Adaptive Local Signal Mixing
Inspired by the implicit regularization of random shift augmentation, Adaptive Local Signal Mixing (A-LIX) is a new neural network layer that aims to enforce gradient smoothing regularization explicitly to prevent catastrophic self-overfitting.

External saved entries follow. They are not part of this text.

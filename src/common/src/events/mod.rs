//! Cleanup event plumbing: typed "entity closed" notifications published by
//! the sweeper and consumed by whatever owns row deletion.
//!
//! Publishing is fire-and-forget; the bus gives no delivery guarantee beyond
//! best effort to currently attached subscribers.

use std::fmt;

use async_trait::async_trait;
use serde::{Deserialize, Serialize};
use tokio::sync::broadcast;
use tracing::warn;

use crate::stats::{now_ms, EntityKey};

const DEFAULT_CHANNEL_SIZE: usize = 1024;

/// Kind of synthetic close notification, one per monitored table.
#[derive(Debug, Clone, Copy, PartialEq, Eq, Hash, Serialize, Deserialize)]
#[serde(rename_all = "snake_case")]
pub enum EventKind {
    ChannelClosed,
    ConnectionClosed,
}

impl fmt::Display for EventKind {
    fn fmt(&self, f: &mut fmt::Formatter<'_>) -> fmt::Result {
        let s = match self {
            EventKind::ChannelClosed => "channel_closed",
            EventKind::ConnectionClosed => "connection_closed",
        };
        write!(f, "{}", s)
    }
}

/// A deletion-trigger event for one entity.
#[derive(Debug, Clone, PartialEq, Serialize, Deserialize)]
pub struct Event {
    pub kind: EventKind,
    pub entity_key: EntityKey,
    /// Milliseconds since epoch at emission time
    pub emitted_at_ms: i64,
}

impl Event {
    pub fn closed(kind: EventKind, entity_key: EntityKey) -> Self {
        Self {
            kind,
            entity_key,
            emitted_at_ms: now_ms(),
        }
    }

    pub fn to_bytes(&self) -> Result<Vec<u8>, EventBusError> {
        serde_json::to_vec(self).map_err(EventBusError::Serialization)
    }

    pub fn from_bytes(bytes: &[u8]) -> Result<Self, EventBusError> {
        serde_json::from_slice(bytes).map_err(EventBusError::Serialization)
    }
}

#[derive(Debug, thiserror::Error)]
pub enum EventBusError {
    #[error("failed to publish event: {0}")]
    Publish(String),

    #[error("serialization error: {0}")]
    Serialization(#[from] serde_json::Error),
}

/// Fire-and-forget event publication.
#[async_trait]
pub trait EventBus: Send + Sync {
    async fn publish(&self, event: Event) -> Result<(), EventBusError>;
}

/// In-memory event bus over tokio's broadcast channel.
#[derive(Debug)]
pub struct InMemoryEventBus {
    sender: broadcast::Sender<Vec<u8>>,
}

impl InMemoryEventBus {
    pub fn new() -> Self {
        let (sender, _) = broadcast::channel(DEFAULT_CHANNEL_SIZE);
        Self { sender }
    }

    /// Attach a subscriber. Events published before this call are not
    /// replayed.
    pub fn subscribe(&self) -> EventSubscription {
        EventSubscription {
            receiver: self.sender.subscribe(),
        }
    }
}

impl Default for InMemoryEventBus {
    fn default() -> Self {
        Self::new()
    }
}

#[async_trait]
impl EventBus for InMemoryEventBus {
    async fn publish(&self, event: Event) -> Result<(), EventBusError> {
        let bytes = event.to_bytes()?;
        self.sender
            .send(bytes)
            .map(|_| ())
            .map_err(|_| EventBusError::Publish(String::from("no attached subscribers")))
    }
}

/// Receiving side of the in-memory bus.
pub struct EventSubscription {
    receiver: broadcast::Receiver<Vec<u8>>,
}

impl EventSubscription {
    /// Next event, or `None` once the bus is gone. Lagged and undecodable
    /// messages are skipped.
    pub async fn recv(&mut self) -> Option<Event> {
        loop {
            match self.receiver.recv().await {
                Ok(bytes) => match Event::from_bytes(&bytes) {
                    Ok(event) => return Some(event),
                    Err(e) => {
                        warn!(error = %e, "dropping undecodable event");
                    }
                },
                Err(broadcast::error::RecvError::Lagged(skipped)) => {
                    warn!(skipped, "event subscription lagged");
                }
                Err(broadcast::error::RecvError::Closed) => return None,
            }
        }
    }
}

It performs the weighted averaging as a bilinear interpolation with weights determined by the random shifts:
\[\begin{aligned} & \hat{\mathbf{z}}_{c i j}=\mathbf{z}_{c\lfloor\tilde{i}\rfloor\lfloor\tilde{j}\rfloor}(\lceil\tilde{i}\rceil-\tilde{i})(\lceil\tilde{j}\rceil-\tilde{j})+\mathbf{z}_{c\lfloor\tilde{i}\rfloor\lceil\tilde{j}\rceil} (\lceil\tilde{i}\rceil-\tilde{i})(\tilde{j}-\lfloor\tilde{j}\rfloor) \\ & +\mathbf{z}_{c\lceil \tilde{i} \rceil\lfloor \tilde{j} \rfloor}(\tilde{i}-\lfloor\tilde{i}\rfloor)(\lceil \tilde{j}\rceil-\tilde{j})+\mathbf{z}_{c\lceil \tilde{i} \rceil\lceil\tilde{j}\rceil}(\tilde{i}-\lfloor\tilde{i}\rfloor)(\tilde{j}-\lfloor\tilde{j}\rfloor). \end{aligned}\]where $\tilde{i} = i + \delta_x$, $\tilde{j} = j + \delta_y$, and $\delta \sim \mathcal{U} (-s, s)$. Therefore, back propagation will split each gradient \(\nabla \hat{\mathbf{z}}_{c i j}\) to a random combination of features within the same feature map \(\{ \nabla \hat{\mathbf{z}}_{c \lfloor\tilde{i}\rfloor\lfloor\tilde{j}\rfloor}, \nabla \hat{\mathbf{z}}_{c \lfloor\tilde{i}\rfloor\lceil\tilde{j}\rceil}, \nabla \hat{\mathbf{z}}_{c \lceil \tilde{i} \rceil\lfloor \tilde{j} \rfloor}, \nabla \hat{\mathbf{z}}_{c \lceil \tilde{i} \rceil\lceil\tilde{j}\rceil} \}\), randomly smoothing its discontinuous component.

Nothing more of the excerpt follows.